Setting
The study took place in six public high schools in four school districts in Illinois during the 2010–11 school year. All of the schools were Title I schools that had not made, or were at risk of not making, adequate yearly progress under the No Child Left Behind Act. The Striving Readers grant from the U.S. Department of Education funded the study.
Study sample
The study authors identified 855 incoming ninth-grade students in the six participating high schools who met the eligibility criteria for the study. Each eligible student was matched to another similar eligible student, forming a pair. The authors then randomly assigned one student in each pair to receive the intervention and the other student to the comparison group so that 427 students were assigned to the intervention group and 428 students were assigned to the comparison group. The study examined the GMRT comprehension outcome for 232 intervention and 216 comparison students and the EXPLORE general literacy achievement outcome for 264 intervention and 250 comparison students. For both outcome measures, the sample loss after random assignment (attrition) was within the acceptable threshold for the review: the overall attrition rate was between 40% and 48%, and the differential attrition rate was between 3 and 4 percentage points. To be eligible for the study, ninth-grade students had to have taken the Grade 8 EXPLORE test (ACT, 2011) and scored at the bottom two quartiles, and could not have an individualized education plan. Six teachers, one in each of the six schools, provided the intervention to the students assigned to the intervention group.
Of the students subject to random assignment, 58% were African-American, 5% were Hispanic, 30% were White, 43% were female, 85% were eligible for the free or reduced-price lunch program, and 18% were receiving special education services.
Intervention Group
Students in the intervention group received the Passport Reading Journeys program over the course of the 2010–11 school year. This supplemental intervention was offered during an elective period and involved daily lessons in reading skills related to science or social studies. The lessons were 50 minutes in duration (or 45 minutes when schools have 90-minute block scheduling). The lessons were organized into 14 ten-lesson expedition sequences, each two weeks long. Students also used two online tools available as part of Passport Reading Journeys: VocabJourney, a computer application for learning vocabulary words and improving comprehension skills at students’ own pace, and ReadingScape, a library of books and texts students could use to practice their reading skills independently.
Comparison Group
Students assigned to the comparison condition received the instruction in English language arts (ELA) that was already available in their schools and elective classes that did not provide any supplemental literacy instruction. The ELA instruction was available to both the intervention and comparison groups.
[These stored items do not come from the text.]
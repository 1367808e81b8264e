use chrono::{DateTime, Utc};
use thiserror::Error;

use super::AuditRecord;

#[derive(Debug, Error)]
pub enum AuditError {
    #[error("Database error: {0}")]
    Database(String),

    #[error("Serialization error: {0}")]
    Serialization(String),
}

/// Filter for querying audit events
#[derive(Debug, Clone, Default)]
pub struct AuditFilter {
    pub item_id: Option<i64>,
    pub event_type: Option<String>,
    pub user_id: Option<String>,
    pub from: Option<DateTime<Utc>>,
    pub to: Option<DateTime<Utc>>,
    pub limit: i64,
    pub offset: i64,
}

impl AuditFilter {
    pub fn new() -> Self {
        Self {
            limit: 100,
            offset: 0,
            ..Default::default()
        }
    }

    pub fn with_item_id(mut self, item_id: i64) -> Self {
        self.item_id = Some(item_id);
        self
    }

    pub fn with_event_type(mut self, event_type: impl Into<String>) -> Self {
        self.event_type = Some(event_type.into());
        self
    }

    pub fn with_user_id(mut self, user_id: impl Into<String>) -> Self {
        self.user_id = Some(user_id.into());
        self
    }

    pub fn with_time_range(
        mut self,
        from: Option<DateTime<Utc>>,
        to: Option<DateTime<Utc>>,
    ) -> Self {
        self.from = from;
        self.to = to;
        self
    }

    pub fn with_limit(mut self, limit: i64) -> Self {
        self.limit = limit;
        self
    }

    pub fn with_offset(mut self, offset: i64) -> Self {
        self.offset = offset;
        self
    }
}

/// Trait for audit event storage
pub trait AuditStore: Send + Sync {
    /// Insert an audit record, returns the assigned ID
    fn insert(&self, record: &AuditRecord) -> Result<i64, AuditError>;

    /// Query audit records with optional filters
    fn query(&self, filter: &AuditFilter) -> Result<Vec<AuditRecord>, AuditError>;

    /// Count matching audit records
    fn count(&self, filter: &AuditFilter) -> Result<i64, AuditError>;
}
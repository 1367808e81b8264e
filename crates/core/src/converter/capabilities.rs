//! Hardware encoder capability detection.

use serde::{Deserialize, Serialize};
use std::process::Stdio;
use tokio::process::Command;

use super::config::ConverterConfig;
use super::types::VideoFormat;

/// Available hardware encoders detected on the system.
#[derive(Debug, Clone, Default, Serialize, Deserialize)]
pub struct EncoderCapabilities {
    /// NVIDIA NVENC H.264 available
    pub h264_nvenc: bool,
    /// NVIDIA NVENC H.265/HEVC available
    pub hevc_nvenc: bool,
    /// NVIDIA NVENC AV1 available (RTX 40 series+)
    pub av1_nvenc: bool,
    /// Intel Quick Sync H.264 available
    pub h264_qsv: bool,
    /// Intel Quick Sync H.265/HEVC available
    pub hevc_qsv: bool,
    /// AMD AMF H.264 available
    pub h264_amf: bool,
    /// AMD AMF H.265/HEVC available
    pub hevc_amf: bool,
    /// VA-API H.264 available (Linux)
    pub h264_vaapi: bool,
    /// VA-API H.265/HEVC available (Linux)
    pub hevc_vaapi: bool,
}

impl EncoderCapabilities {
    /// Detect available hardware encoders by probing ffmpeg.
    pub async fn detect(config: &ConverterConfig) -> Self {
        let output = Command::new(&config.ffmpeg_path)
            .args(["-encoders"])
            .stdin(Stdio::null())
            .stdout(Stdio::piped())
            .stderr(Stdio::null())
            .output()
            .await;

        let stdout = match output {
            Ok(o) if o.status.success() => String::from_utf8_lossy(&o.stdout).to_string(),
            _ => return Self::default(),
        };

        Self {
            h264_nvenc: stdout.contains("h264_nvenc"),
            hevc_nvenc: stdout.contains("hevc_nvenc"),
            av1_nvenc: stdout.contains("av1_nvenc"),
            h264_qsv: stdout.contains("h264_qsv"),
            hevc_qsv: stdout.contains("hevc_qsv"),
            h264_amf: stdout.contains("h264_amf"),
            hevc_amf: stdout.contains("hevc_amf"),
            h264_vaapi: stdout.contains("h264_vaapi"),
            hevc_vaapi: stdout.contains("hevc_vaapi"),
        }
    }

    /// Returns a list of all available video formats (including hardware encoders).
    pub fn available_video_formats(&self) -> Vec<VideoFormat> {
        let mut formats = vec![
            VideoFormat::Copy,
            VideoFormat::H264,
            VideoFormat::H265,
            VideoFormat::Vp9,
            VideoFormat::Av1,
        ];

        // Add NVENC formats if available
        if self.h264_nvenc {
            formats.push(VideoFormat::H264Nvenc);
        }
        if self.hevc_nvenc {
            formats.push(VideoFormat::H265Nvenc);
        }
        if self.av1_nvenc {
            formats.push(VideoFormat::Av1Nvenc);
        }

        formats
    }

    /// Check if any hardware encoder is available.
    pub fn has_hardware_encoder(&self) -> bool {
        self.h264_nvenc
            || self.hevc_nvenc
            || self.av1_nvenc
            || self.h264_qsv
            || self.hevc_qsv
            || self.h264_amf
            || self.hevc_amf
            || self.h264_vaapi
            || self.hevc_vaapi
    }

    /// Check if NVENC is available.
    pub fn has_nvenc(&self) -> bool {
        self.h264_nvenc || self.hevc_nvenc || self.av1_nvenc
    }
}

#[cfg(test)]
mod tests {
    use super::*;

    #[test]
    fn test_default_capabilities() {
        let caps = EncoderCapabilities::default();
        assert!(!caps.h264_nvenc);
        assert!(!caps.has_hardware_encoder());
    }

    #[test]
    fn test_available_formats_no_hardware() {
        let caps = EncoderCapabilities::default();
        let formats = caps.available_video_formats();
        assert!(formats.contains(&VideoFormat::H264));
        assert!(formats.contains(&VideoFormat::Copy));
        assert!(!formats.contains(&VideoFormat::H264Nvenc));
    }

    #[test]
    fn test_available_formats_with_nvenc() {
        let caps = EncoderCapabilities {
            h264_nvenc: true,
            hevc_nvenc: true,
            ..Default::default()
        };
        let formats = caps.available_video_formats();
        assert!(formats.contains(&VideoFormat::H264Nvenc));
        assert!(formats.contains(&VideoFormat::H265Nvenc));
        assert!(!formats.contains(&VideoFormat::Av1Nvenc));
    }
}
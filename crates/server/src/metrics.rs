//! Ambient HTTP-observability metrics for this binary's own surface.
//!
//! `bookwright-core::metrics` owns the orchestrator/pipeline/queue metrics;
//! this module only adds request-level metrics for the handful of routes
//! this binary serves (`/healthz`, `/metrics`) and exposes the combined
//! registry encoder.

use once_cell::sync::Lazy;
use prometheus::{HistogramOpts, HistogramVec, IntCounterVec, Opts, Registry, TextEncoder};

static REGISTRY: Lazy<Registry> = Lazy::new(Registry::new);

pub static HTTP_REQUESTS: Lazy<IntCounterVec> = Lazy::new(|| {
    IntCounterVec::new(
        Opts::new(
            "bookwright_http_requests_total",
            "HTTP requests served by this process, by path and status",
        ),
        &["path", "status"],
    )
    .expect("metric creation")
});

pub static HTTP_REQUEST_DURATION: Lazy<HistogramVec> = Lazy::new(|| {
    HistogramVec::new(
        HistogramOpts::new(
            "bookwright_http_request_duration_seconds",
            "HTTP request latency by path",
        ),
        &["path"],
    )
    .expect("metric creation")
});

/// Registers this module's own metrics plus every core metric into the
/// shared registry. Call once at startup before serving `/metrics`.
pub fn register_metrics() {
    REGISTRY
        .register(Box::new(HTTP_REQUESTS.clone()))
        .expect("register http_requests");
    REGISTRY
        .register(Box::new(HTTP_REQUEST_DURATION.clone()))
        .expect("register http_request_duration");

    for collector in bookwright_core::metrics::all_metrics() {
        REGISTRY
            .register(collector)
            .expect("register core metric collector");
    }
}

/// Renders the registry in the Prometheus text exposition format.
pub fn encode_metrics() -> String {
    let encoder = TextEncoder::new();
    let metric_families = REGISTRY.gather();
    let mut buffer = Vec::new();
    encoder.encode(&metric_families, &mut buffer).unwrap();
    String::from_utf8(buffer).unwrap()
}

/// Pulls live gauges from the orchestrator's status snapshot into the
/// registry ahead of a scrape (queue depth and catalog-pool occupancy are
/// point-in-time, not event-driven, so they need a pull rather than a push).
pub fn collect_dynamic_metrics<C, P>(orchestrator: &bookwright_core::Orchestrator<C, P>)
where
    C: bookwright_core::Converter + 'static,
    P: bookwright_core::Placer + 'static,
{
    let status = orchestrator.status();
    bookwright_core::metrics::QUEUE_DEPTH.set(status.total_active());
    bookwright_core::metrics::CATALOG_POOL_ACTIVE.set(status.active_catalog_downloads as i64);
}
Support for implementation
Cambium Learning Group, the developer of the intervention, provided professional development and support to the six teachers delivering the intervention. This professional development and support included a launch training, online product training, coursework on adolescent literacy, and ongoing consultation. The launch training consisted of two eight-hour sessions that instructed teachers on how to deliver the intervention with fidelity. The online training modules provided instruction in a self-paced, interactive environment and enabled teachers to search, annotate, and bookmark information they found valuable. Cambium also provided one-on-one support to teachers delivering the intervention through trained experts who visited each school to observe how the intervention was being implemented. The number of visits was determined by the needs of the teachers and the contract between each school district and Cambium. The launch training, the online product training, and the online support are included in the cost of the standard program package. The coursework, ongoing consultation, and coaching was conducted at additional cost to school districts or schools.